The annual rivalry between the Florida Gators and Florida State Seminoles has a unique kickoff slot in 2022- a uniquely insulting one that has brought both Florida and FSU fans together to decry it.
As first reported by the Tallahassee Democrat, the Gators and Noles will do battle on Black Friday evening, one day earlier than its usual slot of the Saturday after Thanksgiving. For those of you who set your calendars early, that’s a revision of the game date from Saturday, November 26, to Friday, November 25. The game is expected to kick off at nighttime in a standalone television slot.
It’s the first time since the teams met in the 1997 Sugar Bowl to decide the 1996 national championship, the two teams will play on a day other than the Saturday following Thanksgiving. And quite frankly, though the ACC (yes, it’s their home game, so it’s their call- Florida Gators AD Scott Stricklin has nothing to do with this) is banking on some major TV revenue from the move and will probably get it, it’s highly insulting to both schools and their fans.
For one thing, moving the game to Friday night screws up all kinds of travel plans for fans of both schools. Traditionally, Friday was used as something of a buffer day for fans following their time with their families on Thursday, giving them plenty of time to travel to the city in which the game is being played. Not this year.

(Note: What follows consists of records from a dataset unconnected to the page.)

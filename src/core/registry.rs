//! Opcode dispatch
//!
//! Maps the first byte of a chunk to a handler function. The registry is
//! built once per handler module load from an ordered list of
//! (opcode, handler) pairs and is paired with exactly one fallback for
//! unmapped opcodes.

use std::collections::HashMap;

use bytes::Bytes;

use crate::error::{Result, TaplineError};
use crate::logger::log;

/// Handler for a registered opcode. Receives the payload (the chunk minus
/// its opcode byte); `None` means the caller forwards the original chunk
/// unchanged.
pub type HandlerFn = Box<dyn Fn(&[u8]) -> Result<Option<Bytes>>>;

/// Handler for unmapped opcodes. Receives the opcode and the payload.
pub type FallbackFn = Box<dyn Fn(u8, &[u8]) -> Result<Option<Bytes>>>;

/// Opcode-keyed dispatch table with a single fallback
pub struct HandlerRegistry {
    entries: HashMap<u8, HandlerFn>,
    fallback: FallbackFn,
}

impl HandlerRegistry {
    /// Build a registry from an ordered list of (opcode, handler) pairs.
    ///
    /// Opcodes are unique per module; registering the same opcode twice is
    /// a validation error.
    pub fn new(pairs: Vec<(u8, HandlerFn)>, fallback: FallbackFn) -> Result<Self> {
        let mut entries = HashMap::with_capacity(pairs.len());
        for (opcode, handler) in pairs {
            if entries.insert(opcode, handler).is_some() {
                return Err(TaplineError::PluginValidation(format!(
                    "duplicate handler for opcode 0x{:02X}",
                    opcode
                )));
            }
        }
        Ok(Self { entries, fallback })
    }

    /// Build a registry whose fallback logs the opcode with a hex dump of
    /// the payload and forwards the chunk unchanged.
    pub fn with_default_fallback(pairs: Vec<(u8, HandlerFn)>) -> Result<Self> {
        Self::new(
            pairs,
            Box::new(|opcode, payload| {
                let opcode_hex = format!("0x{:02X}", opcode);
                log::debug!(
                    opcode = %opcode_hex,
                    payload = %hex_dump(payload),
                    "Unhandled opcode"
                );
                Ok(None)
            }),
        )
    }

    /// Dispatch one chunk: the first byte selects the handler, the rest is
    /// the payload. Unmapped opcodes go to the fallback. `None` means the
    /// caller forwards the original chunk, opcode byte included, unchanged.
    ///
    /// # Panics
    ///
    /// Panics on an empty chunk; callers must never dispatch empty input.
    pub fn dispatch(&self, chunk: &[u8]) -> Result<Option<Bytes>> {
        assert!(!chunk.is_empty(), "dispatch requires a non-empty chunk");
        let opcode = chunk[0];
        let payload = &chunk[1..];
        match self.entries.get(&opcode) {
            Some(handler) => handler(payload),
            None => (self.fallback)(opcode, payload),
        }
    }

    /// Number of registered opcodes
    pub fn len(&self) -> usize {
        self.entries.len()
    }

    /// True if no opcode is registered (every chunk goes to the fallback)
    pub fn is_empty(&self) -> bool {
        self.entries.is_empty()
    }
}

impl std::fmt::Debug for HandlerRegistry {
    fn fmt(&self, f: &mut std::fmt::Formatter<'_>) -> std::fmt::Result {
        let mut opcodes: Vec<u8> = self.entries.keys().copied().collect();
        opcodes.sort_unstable();
        f.debug_struct("HandlerRegistry")
            .field("opcodes", &opcodes)
            .finish_non_exhaustive()
    }
}

/// Uppercase space-separated hex dump, e.g. "DE AD BE EF"
pub fn hex_dump(data: &[u8]) -> String {
    data.iter()
        .map(|b| format!("{:02X}", b))
        .collect::<Vec<_>>()
        .join(" ")
}
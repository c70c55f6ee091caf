//! Tests for the shipped sample handler bundle, including the login
//! decode boundary cases.

use std::path::PathBuf;

use mlua::{Function, Lua, Table};

use tapline::core::PacketHandler;
use tapline::plugin::{register_host_fns, PluginHandler};

fn sample_path(name: &str) -> PathBuf {
    PathBuf::from(env!("CARGO_MANIFEST_DIR"))
        .join("plugins/7777-localhost-25565")
        .join(name)
}

/// Wire format: BE u32 protocol version, u16-length-prefixed username,
/// u16-length-prefixed password.
fn login_payload(version: u32, username: &str, password: &str) -> Vec<u8> {
    let mut payload = Vec::new();
    payload.extend_from_slice(&version.to_be_bytes());
    payload.extend_from_slice(&(username.len() as u16).to_be_bytes());
    payload.extend_from_slice(username.as_bytes());
    payload.extend_from_slice(&(password.len() as u16).to_be_bytes());
    payload.extend_from_slice(password.as_bytes());
    payload
}

fn load_sample_client(lua: &Lua) -> Table {
    register_host_fns(lua, "7777-localhost-25565/cl.lua").unwrap();
    let source = std::fs::read_to_string(sample_path("cl.lua")).unwrap();
    lua.load(&source).eval().unwrap()
}

#[test]
fn test_sample_bundle_passes_validation() {
    let mut cl = PluginHandler::open(sample_path("cl.lua")).unwrap();
    let mut sv = PluginHandler::open(sample_path("sv.lua")).unwrap();
    assert_eq!(cl.chunk_size().unwrap(), 1024);
    assert_eq!(sv.chunk_size().unwrap(), 1024);
}

#[test]
fn test_sample_client_is_a_pure_observer() {
    let mut cl = PluginHandler::open(sample_path("cl.lua")).unwrap();

    // Registered login opcode: decoded and logged, forwarded unchanged
    let mut chunk = vec![0x01];
    chunk.extend_from_slice(&login_payload(5, "steve", "hunter2"));
    assert!(cl.transform(&chunk).unwrap().is_none());

    // Unregistered opcode: hex-dumped by the fallback, forwarded unchanged
    assert!(cl.transform(&[0x42, 0xDE, 0xAD]).unwrap().is_none());
}

#[test]
fn test_sample_server_is_a_pure_observer() {
    let mut sv = PluginHandler::open(sample_path("sv.lua")).unwrap();
    assert!(sv.transform(&[0x02, 0x00, 0xFF]).unwrap().is_none());
}

#[test]
fn test_login_decode_empty_username_and_password() {
    let lua = Lua::new();
    let module = load_sample_client(&lua);
    let decode: Function = module.get("decode_login").unwrap();

    let payload = lua.create_string(login_payload(0, "", "")).unwrap();
    let fields: Table = decode.call(payload).unwrap();

    assert_eq!(fields.get::<u32>("version").unwrap(), 0);
    assert_eq!(fields.get::<String>("username").unwrap(), "");
    assert_eq!(fields.get::<String>("password").unwrap(), "");
}

#[test]
fn test_login_decode_plain_fields() {
    let lua = Lua::new();
    let module = load_sample_client(&lua);
    let decode: Function = module.get("decode_login").unwrap();

    let payload = lua
        .create_string(login_payload(754, "steve", "hunter2"))
        .unwrap();
    let fields: Table = decode.call(payload).unwrap();

    assert_eq!(fields.get::<u32>("version").unwrap(), 754);
    assert_eq!(fields.get::<String>("username").unwrap(), "steve");
    assert_eq!(fields.get::<String>("password").unwrap(), "hunter2");
}

#[test]
fn test_login_decode_non_ascii_username_roundtrip() {
    let lua = Lua::new();
    let module = load_sample_client(&lua);
    let decode: Function = module.get("decode_login").unwrap();

    let username = "żółw麻布";
    let payload = lua
        .create_string(login_payload(1, username, "secret"))
        .unwrap();
    let fields: Table = decode.call(payload).unwrap();

    assert_eq!(fields.get::<String>("username").unwrap(), username);
    assert_eq!(fields.get::<String>("password").unwrap(), "secret");
}

#[test]
fn test_login_decode_malformed_payload_raises() {
    let lua = Lua::new();
    let module = load_sample_client(&lua);
    let decode: Function = module.get("decode_login").unwrap();

    // Too short to carry the version field
    let payload = lua.create_string([0x00, 0x01]).unwrap();
    let result: mlua::Result<Table> = decode.call(payload);
    assert!(result.is_err());
}
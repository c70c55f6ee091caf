use std::io;
use thiserror::Error;

/// Unified error type for the relay
#[derive(Error, Debug)]
pub enum TaplineError {
    /// IO error
    #[error("IO error: {0}")]
    Io(#[from] io::Error),

    /// Handler module could not be read or executed
    #[error("Plugin load error: {0}")]
    PluginLoad(String),

    /// Handler module is missing part of the required API surface
    #[error("Plugin validation error: {0}")]
    PluginValidation(String),

    /// Error raised inside a handler script
    #[error("Script error: {0}")]
    Script(#[from] mlua::Error),

    /// Network connection error
    #[error("Transport error: {0}")]
    Transport(String),
}

/// Result type alias
pub type Result<T> = std::result::Result<T, TaplineError>;
//! Configuration module for the relay
//!
//! Handles CLI argument parsing with environment variable support. The
//! required configuration is the endpoint triple: the loopback port to
//! listen on and the fixed remote endpoint to bridge to.

use clap::Parser;
use std::path::PathBuf;
use std::time::Duration;

/// Parse duration string (e.g., "60s", "2m", "1h") or plain seconds
fn parse_duration(s: &str) -> Result<Duration, String> {
    // Try parsing as humantime duration first (e.g., "60s", "2m", "1h30m")
    if let Ok(d) = humantime::parse_duration(s) {
        return Ok(d);
    }
    // Fall back to parsing as plain seconds for backwards compatibility
    s.parse::<u64>().map(Duration::from_secs).map_err(|_| {
        format!(
            "Invalid duration '{}'. Use formats like '60s', '2m', '1h' or plain seconds",
            s
        )
    })
}

/// CLI arguments for the relay
///
/// Supports environment variables with TAPLINE_ prefix
#[derive(Parser, Debug, Clone)]
#[command(author, version)]
#[command(about = "Transparent loopback TCP relay with hot-reloadable Lua packet handlers")]
#[command(override_usage = "tapline <LOCAL_PORT> <REMOTE_ADDRESS> <REMOTE_PORT>")]
pub struct CliArgs {
    /// Loopback port to listen on
    pub local_port: u16,

    /// Remote address to bridge every accepted connection to
    pub remote_address: String,

    /// Remote port to bridge every accepted connection to
    pub remote_port: u16,

    /// Directory containing handler script bundles
    /// (one "<local_port>-<remote_address>-<remote_port>" directory per endpoint)
    #[arg(long, env = "TAPLINE_PLUGIN_DIR", default_value = "plugins")]
    pub plugin_dir: PathBuf,

    /// Log mode: trace, debug, info, warn, error (default: info)
    #[arg(long, env = "TAPLINE_LOG_MODE", default_value = "info")]
    pub log_mode: String,

    /// TCP connect timeout to the remote endpoint (default: 5s)
    #[arg(long, env = "TAPLINE_CONNECT_TIMEOUT", default_value = "5s", value_parser = parse_duration, help_heading = "Performance")]
    pub connect_timeout: Duration,

    /// TCP listen backlog for pending connections (default: 1024)
    #[arg(
        long,
        env = "TAPLINE_TCP_BACKLOG",
        default_value_t = 1024,
        help_heading = "Performance"
    )]
    pub tcp_backlog: i32,

    /// Enable TCP_NODELAY for lower latency (default: true)
    #[arg(
        long,
        env = "TAPLINE_TCP_NODELAY",
        default_value_t = true,
        help_heading = "Performance"
    )]
    pub tcp_nodelay: bool,
}

impl CliArgs {
    /// The endpoint triple this relay instance serves.
    pub fn endpoint(&self) -> Endpoint {
        Endpoint {
            local_port: self.local_port,
            remote_address: self.remote_address.clone(),
            remote_port: self.remote_port,
        }
    }
}

/// The relay's fixed endpoint triple: every session accepted on
/// `local_port` is bridged to `remote_address:remote_port`.
#[derive(Debug, Clone, PartialEq, Eq)]
pub struct Endpoint {
    pub local_port: u16,
    pub remote_address: String,
    pub remote_port: u16,
}

impl Endpoint {
    /// Handler bundle name for this endpoint, e.g. "7777-localhost-25565".
    /// The bundle directory holds `cl.lua` and `sv.lua`.
    pub fn plugin_base(&self) -> String {
        format!(
            "{}-{}-{}",
            self.local_port, self.remote_address, self.remote_port
        )
    }
}

impl std::fmt::Display for Endpoint {
    fn fmt(&self, f: &mut std::fmt::Formatter<'_>) -> std::fmt::Result {
        write!(
            f,
            "{} -> {}:{}",
            self.local_port, self.remote_address, self.remote_port
        )
    }
}

/// Connection performance configuration handed to the runner
#[derive(Debug, Clone)]
pub struct ConnConfig {
    pub plugin_dir: PathBuf,
    pub connect_timeout: Duration,
    pub tcp_backlog: i32,
    pub tcp_nodelay: bool,
}

impl ConnConfig {
    /// Build connection config from CLI args
    pub fn from_cli(cli: &CliArgs) -> Self {
        Self {
            plugin_dir: cli.plugin_dir.clone(),
            connect_timeout: cli.connect_timeout,
            tcp_backlog: cli.tcp_backlog,
            tcp_nodelay: cli.tcp_nodelay,
        }
    }
}
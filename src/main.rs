use clap::Parser;

use tapline::config::CliArgs;
use tapline::{logger, server_runner};

// Use mimalloc as the global allocator for better performance
#[global_allocator]
static GLOBAL: mimalloc::MiMalloc = mimalloc::MiMalloc;

fn main() -> anyhow::Result<()> {
    // Parse CLI arguments; missing arguments or --help print usage and
    // exit before anything is bound
    let cli = CliArgs::parse();

    // Initialize logger
    logger::init_logger(&cli.log_mode);

    // Lua handler state is not Send, and sessions are cooperative tasks:
    // everything runs on a single-threaded runtime inside a LocalSet
    let runtime = tokio::runtime::Builder::new_current_thread()
        .enable_all()
        .build()?;
    let local = tokio::task::LocalSet::new();
    local.block_on(&runtime, server_runner::run(cli))
}
//! Session handling
//!
//! A session is one accepted local connection plus its paired remote
//! connection and the two Pipes bridging them. Sessions are fully
//! independent: every error here is logged and absorbed so the accept
//! loop keeps serving other connections.

use std::sync::Arc;

use tokio::net::TcpStream;
use tokio_util::sync::CancellationToken;

use crate::config::{ConnConfig, Endpoint};
use crate::core::hooks::Direction;
use crate::core::pipe::Pipe;
use crate::core::sessions::SessionId;
use crate::error::{Result, TaplineError};
use crate::logger::log;
use crate::plugin::PluginHandler;
use crate::server_runner::{tune_stream, Relay};

/// Handle one accepted connection end to end.
pub async fn handle(relay: Arc<Relay>, client: TcpStream, peer_addr: String) {
    let (id, close) = relay.sessions.register(peer_addr.clone());

    // Unregister on every path out of this session
    let sessions = relay.sessions.clone();
    let _guard = scopeguard::guard((), move |_| {
        sessions.unregister(id);
    });

    if let Err(e) = run(&relay, client, &peer_addr, id, close).await {
        log::warn!(
            session = id,
            peer = %peer_addr,
            endpoint = %relay.endpoint,
            error = %e,
            "Session aborted"
        );
    }
}

/// Open the remote connection, build both handlers, and bridge until both
/// Pipes have terminated. Both sockets are released on every exit path.
async fn run(
    relay: &Relay,
    client: TcpStream,
    peer_addr: &str,
    id: SessionId,
    close: CancellationToken,
) -> Result<()> {
    let remote = connect_remote(&relay.endpoint, &relay.conn_config).await?;
    tune_stream(&remote, &relay.conn_config);

    // Handler load or validation failure aborts the session here, before
    // any bridging begins
    let bundle = relay
        .conn_config
        .plugin_dir
        .join(relay.endpoint.plugin_base());
    let outbound_handler = PluginHandler::open(bundle.join(Direction::ClientToServer.script_name()))?;
    let inbound_handler = PluginHandler::open(bundle.join(Direction::ServerToClient.script_name()))?;

    log::debug!(
        session = id,
        peer = %peer_addr,
        endpoint = %relay.endpoint,
        "Session bridging"
    );

    let (client_read, client_write) = client.into_split();
    let (remote_read, remote_write) = remote.into_split();

    let outbound = Pipe::new(
        id,
        Direction::ClientToServer,
        client_read,
        remote_write,
        outbound_handler,
        close.clone(),
    );
    let inbound = Pipe::new(
        id,
        Direction::ServerToClient,
        remote_read,
        client_write,
        inbound_handler,
        close,
    );

    let (up, down) = tokio::join!(outbound.run(), inbound.run());

    log::info!(
        session = id,
        peer = %peer_addr,
        up = up,
        down = down,
        "Session finished"
    );
    Ok(())
}

async fn connect_remote(endpoint: &Endpoint, config: &ConnConfig) -> Result<TcpStream> {
    match tokio::time::timeout(
        config.connect_timeout,
        TcpStream::connect((endpoint.remote_address.as_str(), endpoint.remote_port)),
    )
    .await
    {
        Ok(Ok(stream)) => Ok(stream),
        Ok(Err(e)) => Err(TaplineError::Transport(format!(
            "connect to {}:{} failed: {}",
            endpoint.remote_address, endpoint.remote_port, e
        ))),
        Err(_) => Err(TaplineError::Transport(format!(
            "connect to {}:{} timed out",
            endpoint.remote_address, endpoint.remote_port
        ))),
    }
}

Now, even if the game kicks off at night on Friday, fans from more than an hour or so away from Tallahassee lose the opportunity to tailgate and experience the traditional rivalry game day fun and festivities. If you don’t live within 90 minutes of Tallahassee, that’s gone. Unless, of course, you’re willing to subject yourself to a ridiculously long day on Friday and hit the road by 7 in the morning on Black Friday so you can find a parking spot in the same zip code as the stadium- an option that many are sure to find even less appealing.
And this all sucks doubly so for FSU students, who struggle mightily to get themselves back to Tallahassee for the annual rivalry even with that Friday buffer day. As a state school, FSU draws students from every major city in the state, including Jacksonville (two and a half hours away), Pensacola (three hours), Orlando (three and a half hours), Tampa (four hours), and Miami (six and a half hours).
I’m seldom going to be the guy to express sports-related sympathy for anybody who supports or attends FSU, but what’s right and wrong trumps any sports rivalry, and that’s just plain wrong. Most students only get two shots at this game in their school’s home stadium; FSU upperclassmen were already robbed of one of them due to COVID-19, and now they’re forced to choose between time with their family or being robbed of this one too? That’s simply disgusting on the ACC’s part. And that’s coming from a guy who makes “highlight” films of FSU’s team-wide ineptitude every year– again, that’s how rare it is for me to show FSU even the smallest dosage of sympathy.
But the insult is directed pretty clearly at the Florida Gators, too. Black Friday is typically the warmup for the main event on Saturday, featuring undercards like UCF-USF, Iowa-Nebraska, and Arkansas-Missouri. It’s not meant for the most high-profile of rivalry games like Florida-FSU. Evidently, that’s what the ACC executives think of both Florida and FSU.
Then again: Florida and FSU both finished with seven losses last season, so perhaps this is sort of what both teams deserve for their incompetence in 2021 in the eyes of the ACC. But this is a new season, with new players, and in Florida’s case, an entirely new coaching staff. Just because both teams have fallen off recently doesn’t mean this game has lost its meaning in the single most talent-rich state in America, and even after terrible years, this rivalry has done too much to elevate the sport of college football (remember the 1990’s?) to be given the UCF-USF treatment.
In an attempt to look at the bright side, here’s where you may want to point out that “at least this game will have a standalone audience, so everyone who likes college football will be forced to watch this game with no other game competing against it for views.” Well, it might. It might not.
Oregon-Oregon State is traditionally played on Friday evening, and the Ducks could very well be competing for a trip to the Pac-12 Championship Game or potentially even more depending on how Dan Lanning’s first season goes in Eugene. That’s guaranteed to draw some eyeballs out west.
Then there’s the fact that Black Friday is typically a huge weekend in the state of Florida for high school football, with many playoff games being played that day. That means that not only will some people be watching their children and friends play in critical high school football games, but now a large host of players who may have wanted to take visits to FSU for this game now cannot do so. And on top of all that, the viewers that do choose to attend or watch this Florida-FSU game over critical high school football games will mean that scores of high school athletes are robbed of the honor of having a major league audience for the biggest moments of their high school careers.
So this is just so wrong, on so many levels, but at the end of the day it just goes to show that money wins. There’s nothing fans, players, and coaches can do other than adjust and plan accordingly. It does seem to be only a one-shot deal, thankfully. And one way or another, years down the road- assuming the outcry from fans dissuades television execs from pulling this highly offensive stunt again- we’ll all remember the 2022 clash between the Florida Gators and Florida State Seminoles as “that Black Friday Game.”
Florida won last year’s meeting, 24-21, and has won three straight in the rivalry. The Gators lead the overall series, 37-26.